Data Families Make Types and Free Monads More Librarious

At the end of my post Type Families Make Life and Free Monads Simpler I conjectured whether it would be possible to write a “CRUD” library around the Free CrudF monad. The exact meaning of a library in this context is somewhat nuanced. What libraries look like when you’re doing type-level programming wasn’t clear to me initially. After learning and working with dependent types in Haskell I’ve settled on a better understanding that sometimes feels like “Java Spring for Types.”

In this post I will outline how we can use Open Type and Data Families to write libraries that users configure at the type-level. We will do this by creating a generalized Free CrudF monad, continued from my previous post, whose types are configured by the user. Along the way we’ll learn about Type and Data Families and how to assist GHC with type checking.

1. Recap
2. User-Defined Type and Data Families
3. Crud Library
4. User-Provided Types and Kinds
5. Y U No Compile, Dr. Interpreter?
6. Using Typeclass Constraints to Support the Type Checker
7. God’s in its own heaven; all’s right with the world

All code samples for this post can be found here.

1. Recap

code: https://gist.github.com/aaronlevin/ce387cd891503540a5fd#file-01-recap-hs

If you recall from our last adventure, the primary type-level machinery for the Free CrudF monad consisted of a data type to index the types we perform CRUD on, in addition to some type families:

-- | User code. Our types.
data Product = Product
data ProductData = ProductData Int
data Order = Order
data OrderData = OrderData

-- | a universe of data types that we perform crud on
data Crudable = ProductCRUD
              | ProductsR
              | OrderCRUD

-- | singleton support to traverse the type and kind level
data SCrudable (c :: Crudable) where
    SProductCRUD :: SCrudable 'ProductCRUD
    SProductsR   :: SCrudable 'ProductsR
    SOrderCRUD   :: SCrudable 'OrderCRUD

-- | a type family mapping elements from our Crudable universe
-- to the data required to Read them. This can be read as: "to
-- read a Product, we need an Int. To read Products we need a
-- String. To read an Order we need an Int
type family ReadData (c :: Crudable) :: * where
    ReadData 'ProductCRUD = Int
    ReadData 'ProductsR   = String
    ReadData 'OrderCRUD   = Int

-- | a type family mapping elements from our Crudable universe
-- to the base types we return when performing certain crud
-- operations
type family CrudBase (c :: Crudable) :: * where
    CrudBase 'ProductCRUD = Product
    CrudBase 'ProductsR   = [Product]
    CrudBase 'OrderCRUD   = Order

-- | the CrudF functor. Remember how it uses the SCrudable singleton to
-- manifest a c of kind Crudable and then the type families to map that kind
-- to the required types.
data CrudF next :: * where
    Read :: SCrudable c -> ReadData c -> (Maybe (CrudBase c) -> next) -> CrudF next

We’ve omitted quite a bit of detail for the sake of a recap. We haven’t included any interpreters, smart constructors, or even the full set of CRUD verbs (only Read is present). For the full code, see here.

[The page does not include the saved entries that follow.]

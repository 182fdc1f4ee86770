//! HTTP route handlers

pub mod connectivity;
pub mod health;
pub mod jobs;
pub mod realtime;
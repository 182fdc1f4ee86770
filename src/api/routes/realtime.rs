//! Realtime connection statistics

use axum::{Json, extract::State};

use crate::api::{state::ApiState, types::RealtimeStatsResponse};

/// GET /api/v1/realtime/stats
pub async fn get_realtime_stats(State(state): State<ApiState>) -> Json<RealtimeStatsResponse> {
    let registry = state.registry();

    Json(RealtimeStatsResponse {
        active_connections: registry.get_active_connections_count().await,
        rooms: registry.occupancy().await,
        cache: state.cache.stats().await,
        last_run: state.trigger.last_run(),
        timestamp: chrono::Utc::now().to_rfc3339(),
    })
}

The main question posed in this post is how do we turn the above into a library? We’re used to writing libraries at the value level, but the type-level is a little different. There are a few places we need to introduce abstraction for the library’s clients:

1. We need our universe of types (Crudable) to be user-defined.
2. We need our SCrudable singleton-support to be user-defined.
3. We need our type families to be user-defined.
4. Because we’re doing a bit of refactoring, we’ll ensure our CrudF GADT has a single constructor (instead of four).

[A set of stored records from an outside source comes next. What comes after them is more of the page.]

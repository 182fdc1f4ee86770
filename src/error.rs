//! Error taxonomy for the monitoring core
//!
//! Only [`MonitorError::InvalidInput`] and [`MonitorError::SubmissionFailure`]
//! are ever surfaced to callers as hard failures. Per-device problems are
//! recorded as a [`ProbeError`] inside the batch result, and per-connection
//! problems are handled by pruning the connection.

use serde::Serialize;

/// Result type alias for monitoring operations
pub type MonitorResult<T> = Result<T, MonitorError>;

/// Errors returned by the monitoring core
///
/// The enum is `Clone` so a single failed recomputation can be handed to
/// every caller waiting on it.
#[derive(Debug, Clone, PartialEq, thiserror::Error)]
pub enum MonitorError {
    /// Malformed request parameters (device ids, concurrency, ttl)
    #[error("invalid input: {0}")]
    InvalidInput(String),

    /// A unit of work could not be handed to any execution context
    #[error("failed to dispatch async work: {0}")]
    DispatchFailure(String),

    /// A connection could not receive a message
    #[error("failed to deliver message to connection {connection}: {reason}")]
    DeliveryFailure { connection: String, reason: String },

    /// The task queue rejected or failed a job submission
    #[error("failed to submit job '{job}': {reason}")]
    SubmissionFailure { job: String, reason: String },

    /// The device inventory could not be read
    #[error("device registry error: {0}")]
    Registry(String),

    /// Requested entity does not exist
    #[error("not found: {0}")]
    NotFound(String),

    /// Anything else (join errors, poisoned state)
    #[error("internal error: {0}")]
    Internal(String),
}

impl MonitorError {
    pub fn invalid(msg: impl Into<String>) -> Self {
        MonitorError::InvalidInput(msg.into())
    }

    pub fn submission(job: impl Into<String>, reason: impl std::fmt::Display) -> Self {
        MonitorError::SubmissionFailure {
            job: job.into(),
            reason: reason.to_string(),
        }
    }
}

/// Why a single device check ended up offline
///
/// Timeouts and transport failures both degrade the device to offline but
/// keep their own kind, so dashboards can tell a hung BMC from a refused
/// connection.
#[derive(Debug, Clone, PartialEq, Serialize, thiserror::Error)]
#[serde(tag = "kind", content = "detail", rename_all = "snake_case")]
pub enum ProbeError {
    /// The check exceeded its deadline
    #[error("check timed out after {after_ms}ms")]
    Timeout { after_ms: u64 },

    /// The check ran and failed (refused, unreachable, task panic)
    #[error("check failed: {0}")]
    Failure(String),

    /// The identifier is not in the device inventory
    #[error("device not found")]
    NotFound,

    /// The device has no address for the requested probe target
    #[error("device has no {0} address")]
    MissingAddress(String),
}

When I first started thinking about this I had absolutely no idea how I would accomplish 1 and 2. Thankfully, @a_cowley had sent me some unrelated code a few months ago and I remembered seeing the keyboard data family. I figured this would be the best place to start (thanks Anthony!)

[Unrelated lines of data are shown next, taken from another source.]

use serde_json::Value;

use super::{ClaimRule, RawClaim, Rejected};
use crate::{
    error,
    filter::{FilterError, FilterOptions, IntegerFilter, ValueFilter},
};

/// A claim rule ensuring the value is a NumericDate within a range
///
/// Clocks are read and date-times converted to seconds since the epoch;
/// any other scalar must convert cleanly to an integer. The default range
/// covers every non-negative `i64`.
///
/// ```
/// use claimant::rule::{ClaimRule, NumericDate, RawClaim};
/// use claimant_clock::{TestClock, UnixTime};
/// use serde_json::json;
///
/// let rule = NumericDate::default();
/// let clock = TestClock::new(UnixTime(1_699_306_654));
///
/// assert_eq!(rule.apply(RawClaim::clock(&clock)), Ok(json!(1_699_306_654)));
/// assert_eq!(rule.apply(RawClaim::from(1_699_306_654)), Ok(json!(1_699_306_654)));
/// assert!(rule.apply(RawClaim::from("yesterday")).is_err());
/// ```
#[derive(Clone, Copy, Debug, PartialEq, Eq, Hash)]
#[must_use]
pub struct NumericDate {
    filter: IntegerFilter,
}

impl Default for NumericDate {
    #[inline]
    fn default() -> Self {
        Self {
            filter: IntegerFilter::ordered(0, i64::MAX),
        }
    }
}

impl NumericDate {
    /// A NumericDate rule restricted to `min..=max`
    ///
    /// # Errors
    ///
    /// Returns an error if `min` is greater than `max`.
    pub fn with_range(min: i64, max: i64) -> Result<Self, error::InvalidRuleConfig> {
        Ok(Self {
            filter: IntegerFilter::with_range(min, max)?,
        })
    }

    /// The inclusive lower bound
    #[inline]
    #[must_use]
    pub const fn min(&self) -> i64 {
        self.filter.min()
    }

    /// The inclusive upper bound
    #[inline]
    #[must_use]
    pub const fn max(&self) -> i64 {
        self.filter.max()
    }
}

impl ClaimRule for NumericDate {
    fn apply(&self, value: RawClaim<'_>) -> Result<Value, Rejected> {
        self.filter
            .accept(&value.into_json())
            .map(Value::from)
            .ok_or(Rejected)
    }
}

/// A NumericDate filter for outbound claims
///
/// Resolves clock and date-time inputs itself and delegates everything
/// else, including the range, scalarity, and failure mode, to an
/// [`IntegerFilter`]. Unlike [`NumericDate`], a soft-failing filter turns a
/// bad value into `null`, which removes the claim instead of rejecting it.
#[derive(Clone, Copy, Debug, PartialEq, Eq, Hash)]
#[must_use]
pub struct NumericDateFilter {
    inner: IntegerFilter,
}

impl Default for NumericDateFilter {
    #[inline]
    fn default() -> Self {
        Self {
            inner: IntegerFilter::ordered(0, i64::MAX),
        }
    }
}

impl NumericDateFilter {
    /// A NumericDate filter over the given integer filter
    #[inline]
    pub const fn new(inner: IntegerFilter) -> Self {
        Self { inner }
    }

    /// Replaces the options of the underlying integer filter
    #[inline]
    pub const fn with_options(self, options: FilterOptions) -> Self {
        Self {
            inner: self.inner.with_options(options),
        }
    }
}

impl ValueFilter for NumericDateFilter {
    #[inline]
    fn filter_value(&self, value: Value) -> Result<Value, FilterError> {
        self.inner.filter_value(value)
    }
}

impl ClaimRule for NumericDateFilter {
    fn apply(&self, value: RawClaim<'_>) -> Result<Value, Rejected> {
        self.filter_value(value.into_json()).map_err(|_| Rejected)
    }
}

#[cfg(test)]
mod tests {
    use chrono::{DateTime, Utc};
    use claimant_clock::{TestClock, UnixTime};
    use serde_json::json;

    use super::*;
    use crate::{
        filter::{Failure, Scalarity},
        test::TS,
    };

    #[test]
    fn in_range_integers_pass_through() -> Result<(), error::InvalidRuleConfig> {
        let rule = NumericDate::with_range(100, 200)?;
        for v in [100, 150, 200] {
            assert_eq!(rule.apply(RawClaim::from(v)), Ok(json!(v)));
        }
        Ok(())
    }

    #[test]
    fn out_of_range_integers_are_rejected() -> Result<(), error::InvalidRuleConfig> {
        let rule = NumericDate::with_range(100, 200)?;
        assert_eq!(rule.apply(RawClaim::from(99)), Err(Rejected));
        assert_eq!(rule.apply(RawClaim::from(201)), Err(Rejected));
        assert_eq!(NumericDate::default().apply(RawClaim::from(-1)), Err(Rejected));
        Ok(())
    }

    #[test]
    fn non_numeric_input_is_rejected() {
        let rule = NumericDate::default();
        assert_eq!(rule.apply(RawClaim::from("alpha")), Err(Rejected));
        assert_eq!(rule.apply(RawClaim::from(3.5)), Err(Rejected));
        assert_eq!(rule.apply(RawClaim::from(json!([TS]))), Err(Rejected));
        assert_eq!(rule.apply(RawClaim::from(json!({"ts": TS}))), Err(Rejected));
        assert_eq!(rule.apply(RawClaim::from(Value::Null)), Err(Rejected));
    }

    #[test]
    fn numeric_scalars_are_converted() {
        let rule = NumericDate::default();
        assert_eq!(rule.apply(RawClaim::from("1699306654")), Ok(json!(TS)));
        assert_eq!(rule.apply(RawClaim::from(1_699_306_654.0)), Ok(json!(TS)));
    }

    #[test]
    fn clock_reads_equal_their_timestamp() {
        let rule = NumericDate::default();
        let clock = TestClock::new(UnixTime(TS));
        assert_eq!(
            rule.apply(RawClaim::clock(&clock)),
            rule.apply(RawClaim::from(TS))
        );
    }

    #[test]
    fn date_times_resolve_to_epoch_seconds() {
        let rule = NumericDate::default();
        let dt = DateTime::<Utc>::from_timestamp(TS, 500).unwrap();
        assert_eq!(rule.apply(RawClaim::from(dt)), Ok(json!(TS)));
    }

    #[test]
    fn applying_twice_is_idempotent() {
        let rule = NumericDate::default();
        let once = rule.apply(RawClaim::from("  42")).unwrap();
        assert_eq!(rule.apply(RawClaim::from(once.clone())), Ok(once));
    }

    #[test]
    fn strict_filter_resolves_instants() {
        let filter = NumericDateFilter::default().with_options(FilterOptions {
            failure: Failure::Soft,
            scalarity: Scalarity::Any,
        });
        let clock = TestClock::new(UnixTime(16_000_000));

        assert_eq!(filter.apply(RawClaim::from(16_000_000)), Ok(json!(16_000_000)));
        assert_eq!(filter.apply(RawClaim::clock(&clock)), Ok(json!(16_000_000)));
        assert!(filter
            .apply(RawClaim::from(std::time::SystemTime::now()))
            .unwrap()
            .is_i64());
    }

    #[test]
    fn strict_filter_failure_modes() {
        let hard = NumericDateFilter::default();
        assert_eq!(hard.apply(RawClaim::from("soon")), Err(Rejected));

        let soft = hard.with_options(FilterOptions {
            failure: Failure::Soft,
            ..FilterOptions::default()
        });
        assert_eq!(soft.apply(RawClaim::from("soon")), Ok(Value::Null));
    }
}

2. User-defined Type and Data Families

code: https://gist.github.com/aaronlevin/ce387cd891503540a5fd#file-02-user-defined-type-and-data-families-hs

We begin with a little refactoring of our previous code. First, we define a universe of CRUD verbs used to index some of our type families.

-- | A universe of CRUD verbs used to collapse `CrudF` into a single constructor
data CRUD = Create | Read | Update | Delete

-- | singleton support for the CRUD universe
data CrudVerb (c :: CRUD) :: * where
    SCreate :: CrudVerb 'Create
    SRead   :: CrudVerb 'Read
    SUpdate :: CrudVerb 'Update
    SDelete :: CrudVerb 'Delete

In our original CrudF code, our type families were closed. By this we mean they were not extendable by user code. We defined them over a universe (or index) of types of kind Crudable. In order for us to expose this code as a library, we need to use Open Type Families. Open Type Families will allow a user to provide their own type-level functions satisfying the properties of the type family. This is not dissimilar to typeclasses, except at the type level.

We will define two open type families: one for input data and another for output data. This representation will capture the types of data required as input for an operation and the type of data required as output for an operation. By this we mean: “when you’re performing a Create operation, input refers to the data required to perform that operation and output refers to the data returned by that operation. The types of input and output will depend on a type of kind CRUD and a user-defined type of kind k.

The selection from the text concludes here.